The Jetpack plugin vulnerability can be leveraged to inject malicious JavaScript code into websites, or to insert links, videos, documents, images, and other resources. This would place visitors to the site at risk of malware or ransomware downloads. Malicious actors could embed malicious JavaScript code in the site comments, and every time a visitor views a malicious comment it would allow JavaScript code to be run. Visitors could be redirected to other websites, the flaw could be used to steal authentication cookies and hijack administrator accounts, or to embed links to websites containing exploit kits.
The flaw can also be exploited by competitors to negatively affect search engine rankings by using SEO spamming techniques, which could have serious consequences for site ranking and traffic.
Over a Million WordPress Websites Affected by the New Jetpack Plugin Vulnerability
The Jetpack plugin vulnerability was recently discovered by researchers at Sucuri. The flaw is a stored cross-site scripting (XSS) vulnerability that was first introduced in 2012, affecting version 2.0 of the plugin. All subsequent versions of Jetpack also contain the same Shortcode Embeds Jetpack module vulnerability.
Jetpack is a popular WordPress plugin that was developed by the people behind WordPress.com – Automattic – and has been downloaded and used on more than one million websites. This is not only a problem for website owners, but for web visitors who could easily have this flaw exploited to infect their computers with ransomware or malware. Flaws such as this highlight the importance of using web filtering software that blocks redirects to malicious websites.

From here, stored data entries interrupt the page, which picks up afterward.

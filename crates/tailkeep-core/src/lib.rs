//! Disjoint-interval offset tracking with a backward-compatible textual
//! codec.
//!
//! [`Range`] is a half-open `[start, end)` interval with a truncation
//! sequence counter. [`RangeTracker`] merges observed ranges for a single
//! source into a minimal disjoint set, in either a single-offset-compatible
//! mode or a capacity-bounded multi-range mode. [`invert_ranges`] turns a
//! persisted set into the gaps a consumer still needs to replay.

pub mod error;
mod range;
mod tracker;

pub use error::{source_chain, InvalidContent, InvalidMaxOffset, InvalidRange};
pub use range::Range;
pub use tracker::{invert_ranges, RangeList, RangeTracker};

While many WordPress plugin vulnerabilities require a substantial skill level to exploit, the jetpack plugin vulnerability takes very little skill at all to exploit. Fortunately, Jetpack has not discovered any active exploits in the wild; however, now the vulnerability has been announced, and details provided online about how to exploit the vulnerability, it is only a matter of time before hackers and malicious actors take advantage.

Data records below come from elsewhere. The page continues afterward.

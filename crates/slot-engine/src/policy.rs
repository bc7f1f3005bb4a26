//! Weekday opening hours.
//!
//! A [`WeekPolicy`] maps each weekday to an optional [`WorkingWindow`]. Weekdays
//! without an entry are closed and produce no slots.

use chrono::{Datelike, NaiveDate, NaiveTime, Weekday};
use serde::{Deserialize, Serialize};

use crate::error::{Result, SlotError};

/// The open part of a day, as local times-of-day.
#[derive(Debug, Clone, Copy, PartialEq, Eq, Serialize, Deserialize)]
pub struct WorkingWindow {
    pub start: NaiveTime,
    pub end: NaiveTime,
}

impl WorkingWindow {
    pub fn new(start: NaiveTime, end: NaiveTime) -> Self {
        Self { start, end }
    }

    /// Build a window from `"HH:MM"` (or `"HH:MM:SS"`) strings.
    ///
    /// # Errors
    /// Returns `SlotError::InvalidTime` if either string is not a time of day.
    /// A window whose start is not before its end is accepted here; it simply
    /// yields no slots.
    pub fn parse(start: &str, end: &str) -> Result<Self> {
        Ok(Self::new(parse_time(start)?, parse_time(end)?))
    }

    /// A window is open only when it has a positive length.
    pub fn is_open(&self) -> bool {
        self.start < self.end
    }
}

/// Parse a local time-of-day such as `"09:00"` or `"09:00:30"`.
pub fn parse_time(s: &str) -> Result<NaiveTime> {
    let trimmed = s.trim();
    NaiveTime::parse_from_str(trimmed, "%H:%M")
        .or_else(|_| NaiveTime::parse_from_str(trimmed, "%H:%M:%S"))
        .map_err(|_| SlotError::InvalidTime(s.to_string()))
}

/// Weekday → working window table.
#[derive(Debug, Clone, Default, PartialEq, Eq)]
pub struct WeekPolicy {
    // Indexed by `Weekday::num_days_from_monday`.
    windows: [Option<WorkingWindow>; 7],
}

impl WeekPolicy {
    /// A policy with every day closed.
    pub fn closed() -> Self {
        Self::default()
    }

    /// The clinic's regular hours: Wednesday afternoon and evening, Friday,
    /// and Saturday morning.
    pub fn clinic_default() -> Self {
        let hm = |h, m| NaiveTime::from_hms_opt(h, m, 0).unwrap_or_default();
        Self::closed()
            .with_window(Weekday::Wed, WorkingWindow::new(hm(15, 0), hm(20, 0)))
            .with_window(Weekday::Fri, WorkingWindow::new(hm(8, 0), hm(19, 0)))
            .with_window(Weekday::Sat, WorkingWindow::new(hm(8, 0), hm(12, 0)))
    }

    pub fn with_window(mut self, weekday: Weekday, window: WorkingWindow) -> Self {
        self.set(weekday, Some(window));
        self
    }

    /// Set or clear (`None`) the window for a weekday.
    pub fn set(&mut self, weekday: Weekday, window: Option<WorkingWindow>) {
        self.windows[weekday.num_days_from_monday() as usize] = window;
    }

    /// The configured window for a weekday, whether or not it is well formed.
    pub fn window_for_weekday(&self, weekday: Weekday) -> Option<WorkingWindow> {
        self.windows[weekday.num_days_from_monday() as usize]
    }

    pub fn window_for(&self, date: NaiveDate) -> Option<WorkingWindow> {
        self.window_for_weekday(date.weekday())
    }

    /// True when the weekday has a well-formed window.
    pub fn is_open(&self, weekday: Weekday) -> bool {
        self.window_for_weekday(weekday).is_some_and(|w| w.is_open())
    }

    /// Reject configured windows whose start is not before their end.
    ///
    /// The engine tolerates such windows (they yield nothing), but a
    /// configuration containing one is almost certainly a typo.
    pub fn validate(&self) -> Result<()> {
        for (weekday, window) in self.iter() {
            if !window.is_open() {
                return Err(SlotError::InvalidWindow {
                    weekday,
                    start: window.start,
                    end: window.end,
                });
            }
        }
        Ok(())
    }

    /// Configured `(weekday, window)` pairs, Monday first.
    pub fn iter(&self) -> impl Iterator<Item = (Weekday, WorkingWindow)> + '_ {
        self.windows
            .iter()
            .enumerate()
            .filter_map(|(i, w)| w.map(|w| (weekday_from_index(i), w)))
    }
}

fn weekday_from_index(i: usize) -> Weekday {
    match i {
        0 => Weekday::Mon,
        1 => Weekday::Tue,
        2 => Weekday::Wed,
        3 => Weekday::Thu,
        4 => Weekday::Fri,
        5 => Weekday::Sat,
        _ => Weekday::Sun,
    }
}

The flaw can only be exploited if the Shortcode Embeds Jetpack module is enabled, although all users of the plugin are strongly advised to perform a site update as soon as possible. Jetpack has worked with WordPress to get the update pushed out via the WordPress core update system. If you have version 4.0.3 installed, you will already be protected.
Jetpack reports that even if the flaw has already been exploited, updating to the latest version of the software will remove any exploits already on the website.